2022 Thematic retrospective: Let’s Dance!
Editorial
Since its beginnings, dance has had a light cast upon it by the seventh art, the pioneers of cinema having all used it (the Lumière brothers, Méliès, Alice Guy, Pathé). What could be more natural? Cinema and dance have the distinctiveness of questioning and constantly renewing our relationship to space and time through movement.
These short films on the subject of dance offer surprising, personal, dramatic, funny, sometimes nervous or even explosive points of view. This retrospective provides an eclectic overview of all dance styles and their origins.
Many choreographers have been called upon for this retrospective because of their notable work with dance as well as their interest in cinema and the image (Yoann Bourgeois, Philippe Découflé, Oona Doherty, EN-KNAP, Jann Gallois, Mourad Merzouki, Mathilde Monnier, José Montalvo…).
Many types of dance are also represented: contemporary dance, classical dance, modern dance, ballroom dance, acrobatic dance, African dance, Korean dance, hip hop, break dance, krump, aerobics, tap dance, disco, electro, jazz, rock’n’roll, tango, sexxy dance. We dance for an artistic practice, to meet people, to talk, to get together, to have fun, to let off steam, to keep in shape. Everyone has their reasons to dance and they are all personal, different, intimate. But if we look at this retrospective, in the midst of all these motivations, there is an apparently persistent recurrence – these films and dances are ways to fight, protest, advocate, and demand.
Sisters
Les Indes Galantes
We think of this Afghan exile in Greece, who uses dance as a means of social integration (Journey Without a Map by Jill Woodward).
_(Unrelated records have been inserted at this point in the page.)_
//! Domain layer for the feed adapter.
//!
//! Pure state and rules; no I/O, no tasks.

pub mod inactive;
pub mod liveness;
pub mod registry;
pub mod subscription;

pub use inactive::{inactive_delta, inactive_snapshot};
pub use liveness::{EpochObservation, FeedStatus, LivenessState};
pub use registry::{AdapterState, RequestQueue, SubscriptionRegistry};
pub use subscription::Subscription;
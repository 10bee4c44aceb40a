//! Prometheus metrics for the feed adapter and generator.
//!
//! All metrics follow the naming convention: `sq_<component>_<metric>_<unit>`

use lazy_static::lazy_static;
use prometheus::{Encoder, IntCounter, IntCounterVec, Opts, Registry, TextEncoder};
use std::sync::Arc;

use crate::TelemetryError;

lazy_static! {
    /// Global metrics registry
    pub static ref REGISTRY: Registry = Registry::new();

    // =========================================================================
    // BUS METRICS (both sides)
    // =========================================================================

    /// Connection attempts made by reconnect supervisors
    pub static ref RECONNECT_ATTEMPTS: IntCounterVec = IntCounterVec::new(
        Opts::new("sq_bus_reconnect_attempts_total", "Bus connection attempts"),
        &["side", "outcome"]  // side: adapter/generator, outcome: connected/failed
    ).expect("metric creation failed");

    /// Outbound envelopes created by message pools
    pub static ref POOL_ENVELOPES_ALLOCATED: IntCounterVec = IntCounterVec::new(
        Opts::new("sq_bus_pool_envelopes_allocated_total", "Envelopes created by message pools"),
        &["pool"]
    ).expect("metric creation failed");

    // =========================================================================
    // ADAPTER METRICS
    // =========================================================================

    /// Heartbeats received from the generator
    pub static ref HEARTBEATS_RECEIVED: IntCounter = IntCounter::new(
        "sq_adapter_heartbeats_received_total",
        "Heartbeats received from the generator"
    ).expect("metric creation failed");

    /// Producer runs detected
    pub static ref PRODUCER_EPOCH_CHANGES: IntCounter = IntCounter::new(
        "sq_adapter_producer_epoch_changes_total",
        "Number of new producer epochs observed"
    ).expect("metric creation failed");

    /// Updates forwarded to the consumer
    pub static ref UPDATES_DELIVERED: IntCounterVec = IntCounterVec::new(
        Opts::new("sq_adapter_updates_delivered_total", "Updates forwarded to the consumer"),
        &["kind"]  // kind: snapshot/delta/inactive
    ).expect("metric creation failed");

    /// Inbound updates dropped before reaching the consumer
    pub static ref UPDATES_DISCARDED: IntCounterVec = IntCounterVec::new(
        Opts::new("sq_adapter_updates_discarded_total", "Inbound updates dropped"),
        &["reason"]  // reason: unsubscribed/superseded/new_epoch/malformed
    ).expect("metric creation failed");

    /// Control requests sent to the generator
    pub static ref REQUESTS_DISPATCHED: IntCounter = IntCounter::new(
        "sq_adapter_requests_dispatched_total",
        "Control requests sent to the generator"
    ).expect("metric creation failed");

    /// Control requests dropped because the send failed
    pub static ref REQUESTS_FAILED: IntCounter = IntCounter::new(
        "sq_adapter_requests_failed_total",
        "Control requests dropped after a failed send"
    ).expect("metric creation failed");

    /// Degradations of the feed
    pub static ref FEED_DOWN_EVENTS: IntCounterVec = IntCounterVec::new(
        Opts::new("sq_adapter_feed_down_events_total", "Feed degradations"),
        &["cause"]  // cause: bus/producer
    ).expect("metric creation failed");

    // =========================================================================
    // GENERATOR METRICS
    // =========================================================================

    /// Updates published on the topic
    pub static ref GENERATOR_UPDATES_PUBLISHED: IntCounter = IntCounter::new(
        "sq_generator_updates_published_total",
        "Field updates published by the generator"
    ).expect("metric creation failed");

    /// Heartbeats published on the topic
    pub static ref GENERATOR_HEARTBEATS_PUBLISHED: IntCounter = IntCounter::new(
        "sq_generator_heartbeats_published_total",
        "Heartbeats published by the generator"
    ).expect("metric creation failed");

    /// Control requests handled
    pub static ref GENERATOR_REQUESTS_HANDLED: IntCounterVec = IntCounterVec::new(
        Opts::new("sq_generator_requests_handled_total", "Control requests received"),
        &["command"]  // command: reset/subscribe/unsubscribe/invalid
    ).expect("metric creation failed");
}

/// Handle for the registered metrics
pub struct MetricsHandle {
    _registry: Arc<Registry>,
}

/// Register all metrics with the global registry.
///
/// Calling this more than once is harmless: already registered collectors
/// are skipped.
pub fn register_metrics() -> Result<MetricsHandle, TelemetryError> {
    let metrics: Vec<Box<dyn prometheus::core::Collector>> = vec![
        // Bus
        Box::new(RECONNECT_ATTEMPTS.clone()),
        Box::new(POOL_ENVELOPES_ALLOCATED.clone()),
        // Adapter
        Box::new(HEARTBEATS_RECEIVED.clone()),
        Box::new(PRODUCER_EPOCH_CHANGES.clone()),
        Box::new(UPDATES_DELIVERED.clone()),
        Box::new(UPDATES_DISCARDED.clone()),
        Box::new(REQUESTS_DISPATCHED.clone()),
        Box::new(REQUESTS_FAILED.clone()),
        Box::new(FEED_DOWN_EVENTS.clone()),
        // Generator
        Box::new(GENERATOR_UPDATES_PUBLISHED.clone()),
        Box::new(GENERATOR_HEARTBEATS_PUBLISHED.clone()),
        Box::new(GENERATOR_REQUESTS_HANDLED.clone()),
    ];

    for metric in metrics {
        match REGISTRY.register(metric) {
            Ok(()) | Err(prometheus::Error::AlreadyReg) => {}
            Err(e) => return Err(TelemetryError::MetricsInit(e.to_string())),
        }
    }

    Ok(MetricsHandle {
        _registry: Arc::new(REGISTRY.clone()),
    })
}

/// Encode all metrics as Prometheus text format.
pub fn encode_metrics() -> Result<String, TelemetryError> {
    let encoder = TextEncoder::new();
    let metric_families = REGISTRY.gather();
    let mut buffer = Vec::new();
    encoder
        .encode(&metric_families, &mut buffer)
        .map_err(|e| TelemetryError::MetricsInit(e.to_string()))?;
    String::from_utf8(buffer).map_err(|e| TelemetryError::MetricsInit(e.to_string()))
}
//! Ports of the generator.

use shared_types::{FieldMap, ItemName};

/// Receives the events of a quote source.
///
/// `is_snapshot` marks a complete field map sent on request; periodic
/// trades are reported with `false` even though their maps are complete too.
pub trait FeedListener: Send + Sync {
    fn on_event(&self, item: &ItemName, fields: &FieldMap, is_snapshot: bool);
}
We think of these three sisters, welded like the fingers of one hand against an evil authoritarianism (Sisters by Daphne Lucker).
We think of Rodney King, on March 3, 1991, in Los Angeles and all that it triggered, and which resonates strongly in the dance of these young people of Oakland, on this tune by Jean-Philippe Rameau (Les Indes galantes by Clément Cogitore).
We think of this Irish dancer, whose movements and body express an anger deeply rooted in her working class origins in Belfast (Welcome to a Bright White Limbo, a documentary by Cara Holmes about Oona Doherty).
We think of these Slovenian dancers, who, like a film by Ken Loach, find reason for the industrial history of another era and whose decline plunged many countries into recession (Vashava by Saso Podgorsek).
We think of those children in Bronx between the ages of 14 and 25 who were murdered (Never Twenty One by the collective Racine), especially since George Floyd death.
The ambition of this retrospective is to lead the viewer to the discovery of movement which, in its own way, will put our relationship to our body, to our emotions, and to the world around us into perspective.
Dance is a means of expression, a way of making the body speak, to express itself or even to release suffering, exorcise demons. Pina Bausch’s mantra, “Dance, dance or we are lost”, has never been so true, especially in these times when we have lived through confinement and rather peculiar social relations, to say the least.
So join us for an enchanted break in the heart of winter and let’s vibrate together to the rhythm of the films we have selected! As La Fontaine once said, “You sang? I’m delighted! Now off you go and dance!”
TRAILER
THE DANCE RETROSPECTIVE AT A GLANCE
THE FILMS
The focus
4 programmes featuring 35 films. The opportunity to rediscover, among others, Le P’tit bal by Découflé, a restored copy of Tanghi Argentini by Guido Thys, or the most recent Zombies by Baloji.
Zombies by Baloji, 2020 Festivals Connexion Award
The videoclip Room With a View, directed for Rone
Collections
1 “Collections” programme, with the films of (LA)HORDE, a collective at the head of the Marseilles ballet, composed by Marine Brutti, Jonathan Debrouwer and Arthur Harel.
EXHIBITIONS
Le Parc by Angelin Preljocaj, 1994 © JM Gourreau – Centre National de la Danse
Photography
A first exhibition outside the walls of unpublished photographs conceived in collaboration with the Centre National de la Danse (with the works of Ricardo Suanes, Marion-Valentine and Jean-Marie Gourreau) will be displayed at the Chapelle des Cordeliers (Clermont-Ferrand).
Video Installation
Also at the Chapelle des Cordeliers, a second exhibition called You’ve got the power! proposed by Dan.Cin.Lab (festival of cinema, dance and society), which will invite its visitors to question themselves on different societal issues through an immersive journey.
Visual Arts
And lastly, the traditional collective exhibition of Clermont’s artists will be held as usual in René-Cassin Hall in the Hotel du Département and will be called Danseurs & Toiles.